Democratic leaders released on Thursday the Congressional Budget Office analysis of the latest health overhaul proposal and, later, the full legislative text, the Reconciliation Act of 2010.
Politico: "The Democratic health care bill would cost $940 billion over 10 years and cut the federal deficit over the next two decades." The reduction in the deficit "should help ease the worries of fiscal hawks who have been reluctant about supporting the sweeping measure. The bill would reduce the deficit by about $130 billion in the first 10 years and by $1.2 trillion over the second 10 years. It will expand coverage to 95 percent of Americans, according to Congressional Budget Office figures released Thursday by House Democrats." Changes to the Democrats proposal "would close the doughnut hole in the Medicare prescription drug program, boost subsidies for lower-income individuals to buy insurance and push back the implementation date of the tax on Cadillac insurance plans until 2018" (O'Connor and Budoff Brown, 3/18).

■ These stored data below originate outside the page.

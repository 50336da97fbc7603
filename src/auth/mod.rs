//! # Authorization
//!
//! Principals, role groups, and the Access Filter.
//!
//! ## Invariants
//! - Every field returned to a caller passed its read rule for the principal
//! - Fields absent from the schema are never returned (identity field excepted)
//! - A read rule that fails to evaluate denies, and the failure is reported

pub mod access;
pub mod errors;
pub mod principal;

pub use access::{
    check_document_access, field_is_readable, restrict_viewable_fields,
    restrict_viewable_fields_many, DocumentAccessRule,
};
pub use errors::{AccessError, AccessResult};
pub use principal::{is_admin, role_groups, Principal, ADMINS, GUESTS, MEMBERS};
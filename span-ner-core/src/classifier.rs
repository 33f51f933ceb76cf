//! # Classificador de Spans
//!
//! Projeção linear de cada vetor de features (`2H`) para um score bruto por label:
//!
//! $$ \text{logits} = x \cdot W^\top + b, \quad W \in \mathbb{R}^{K \times 2H} $$
//!
//! Os scores não são normalizados aqui. A softmax fica na decodificação, para que o
//! mesmo classificador sirva ao cálculo da loss de treino.
//!
//! ## Loss
//! Entropia cruzada média (negative log-likelihood da softmax) sobre os slots cujo
//! label não é [`IGNORE_INDEX`]. Slots de padding devem vir marcados com esse valor.

use ndarray::{Array1, Array2, Array3, Axis};
use serde::{Deserialize, Serialize};

use crate::error::{Result, SpanError};

/// Label de slot ignorado pela loss (padding).
pub const IGNORE_INDEX: i64 = -100;

#[derive(Debug, Clone, PartialEq, Serialize, Deserialize)]
pub struct SpanClassifier {
    /// `num_labels × 2H`
    weight: Array2<f32>,
    /// `num_labels`
    bias: Array1<f32>,
}

impl SpanClassifier {
    /// Cria o classificador validando as dimensões contra a configuração.
    pub fn new(weight: Array2<f32>, bias: Array1<f32>, hidden_size: usize, num_labels: usize) -> Result<Self> {
        let classifier = Self { weight, bias };
        classifier.check_dims(hidden_size, num_labels)?;
        Ok(classifier)
    }

    /// Classificador com pesos zerados (todas as labels empatadas).
    pub fn zeros(hidden_size: usize, num_labels: usize) -> Self {
        Self {
            weight: Array2::zeros((num_labels, 2 * hidden_size)),
            bias: Array1::zeros(num_labels),
        }
    }

    pub fn num_labels(&self) -> usize {
        self.weight.nrows()
    }

    /// Dimensão de entrada esperada (`2H`).
    pub fn input_dim(&self) -> usize {
        self.weight.ncols()
    }

    pub fn check_dims(&self, hidden_size: usize, num_labels: usize) -> Result<()> {
        if self.weight.dim() != (num_labels, 2 * hidden_size) {
            return Err(SpanError::config(format!(
                "pesos do classificador {:?}, esperado ({num_labels}, {})",
                self.weight.dim(),
                2 * hidden_size
            )));
        }
        if self.bias.len() != num_labels {
            return Err(SpanError::config(format!(
                "bias do classificador com {} entradas, esperado {num_labels}",
                self.bias.len()
            )));
        }
        Ok(())
    }

    /// Scores brutos `batch × M × num_labels` para features `batch × M × 2H`.
    pub fn forward(&self, features: &Array3<f32>) -> Result<Array3<f32>> {
        let (rows, slots, dim) = features.dim();
        if dim != self.input_dim() {
            return Err(SpanError::shape(format!(
                "features com dimensão {dim}, classificador espera {}",
                self.input_dim()
            )));
        }

        let mut logits = Array3::zeros((rows, slots, self.num_labels()));
        for (b, row) in features.axis_iter(Axis(0)).enumerate() {
            let scores = row.dot(&self.weight.t()) + &self.bias;
            logits.index_axis_mut(Axis(0), b).assign(&scores);
        }
        Ok(logits)
    }

    /// Entropia cruzada média sobre os slots com label válido.
    ///
    /// `labels` tem formato `batch × M`; slots com [`IGNORE_INDEX`] são ignorados.
    /// Sem nenhum slot válido, a loss é zero.
    pub fn loss(&self, logits: &Array3<f32>, labels: &Array2<i64>) -> Result<f32> {
        let (rows, slots, num_labels) = logits.dim();
        if labels.dim() != (rows, slots) {
            return Err(SpanError::shape(format!(
                "labels {:?} incompatíveis com logits {:?}",
                labels.dim(),
                (rows, slots)
            )));
        }

        let mut total = 0.0f32;
        let mut count = 0usize;
        for ((b, s), &label) in labels.indexed_iter() {
            if label == IGNORE_INDEX {
                continue;
            }
            let target = usize::try_from(label)
                .ok()
                .filter(|&t| t < num_labels)
                .ok_or_else(|| SpanError::shape(format!("label {label} fora de 0..{num_labels}")))?;

            let row = logits.slice(ndarray::s![b, s, ..]);
            let max = row.fold(f32::NEG_INFINITY, |acc, &v| acc.max(v));
            let log_sum = row.mapv(|v| (v - max).exp()).sum().ln() + max;
            total += log_sum - row[target];
            count += 1;
        }

        if count == 0 {
            return Ok(0.0);
        }
        Ok(total / count as f32)
    }
}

The Washington Post: The CBO's preliminary report "suggests the two-part legislation would bring the nation closer to universal health coverage than at any time in its history." CBO's estimates found that the measure "would make insurance available to an estimated 95 percent of non-elderly citizens by dramatically expanding Medicaid, the government health program for the poor, and offering tax credits to an estimated 24 million Americans who would otherwise find it difficult to afford coverage." The costs are paid for "by slicing nearly $500 billion from Medicare and other federal health programs. Democrats also propose taxing, for the first time, the health benefits of some people who receive coverage through employers." The measure, which was unveiled Thursday and will likely be voted on Sunday by the House, "also would increase Medicare payroll taxes for wealthy families, in part by applying the tax for the first time to investment income" (Kane and Montgomery, 3/18).
MarketWatch: "The cost figures are critical to winning support from fiscally conservative Democrats, whose reservations about the bill have forced the White House and Democratic leaders to work overtime to win votes. In the House, 216 votes are needed for passage. At latest count, Democrats were five votes short, MSNBC reported Thursday" (Schroeder, 3/18).
CBS Political Hotsheet: House Speaker Nancy Pelosi, D-Calif., outlined specific changes included in the Democrats' health reform package. "The new reform package amends the Senate health care bill through a separate, reconciliation 'fix it' bill that addresses some of the problems House Democrats had with the Senate bill." Among the changes outlined by the speaker were "corrections to 'state inequities' such as the 'Cornhusker kickback' deal" and "increased insurance regulations" (Condon, 3/18).
The Wall Street Journal: "The cost estimate gives Democrats a critical piece they need to win over wavering lawmakers on the bill. Many had said they were waiting for the CBO analysis before making up their minds. 'It took some time, but we're very pleased with our $1.2 trillion in savings,' House Speaker Nancy Pelosi said. 'It's even more savings than the Senate bill.'"
"The release of CBO's analysis of the overhaul plan paves the way for a climactic vote as soon as Sunday on President Barack Obama's top domestic priority. The president was supposed to leave for a trip to Asia on Sunday, but has now postponed it until June so that he can be in Washington during the final health-care debate" (Adamy, 3/18).
MSNBC: President Obama hailed the CBO numbers, saying the estimates make "'this legislation the most significant effort to reduce deficits since the Balanced Budget Act in the 1990s. ... This is but one virtue of a reform that will bring new accountability to the insurance industry and greater economic security for all Americans, so I urge every member of Congress to consider this as they prepare for their important vote this weekend'" (Jones, 3/18).
CNN: "GOP leaders said the new CBO estimates had not changed their opinion of the bill, which they vehemently oppose. 'Republicans in the House and Senate have worked closely together over the last year. And we're going to continue to work closely together and to do everything that we can to do to make sure that this bill never, ever, ever passes,' House Minority Leader John Boehner said" (3/18).
The Hill: "The package considered by the CBO is the Senate healthcare bill and a package of changes to that legislation that must receive votes from the House and Senate." The release of the CBO score "sets into motion a 72-hour endgame on healthcare. Leaders have said they will give members 72 hours to review the legislation before a vote" (O'Brien and Allen, 3/18).
Roll Call: On the other side of the Capitol, "Senate Budget Chairman Kent Conrad (D-N.D.) said Thursday that it is unlikely the Senate will be able to pass a health care reconciliation bill unchanged from what the House passes." He said the Senate parliamentarian had not ruled on several issues that Republicans are likely to challenge and if he rules with the GOP, Senate Democrats will likely not be able to muster the 60 votes needed to waive the Republican objections. "If a point of order is sustained, the offending provision would be struck from the bill, and the entire measure would need to [be] passed again in the House before heading to the president for his signature" (Pierce, 3/18).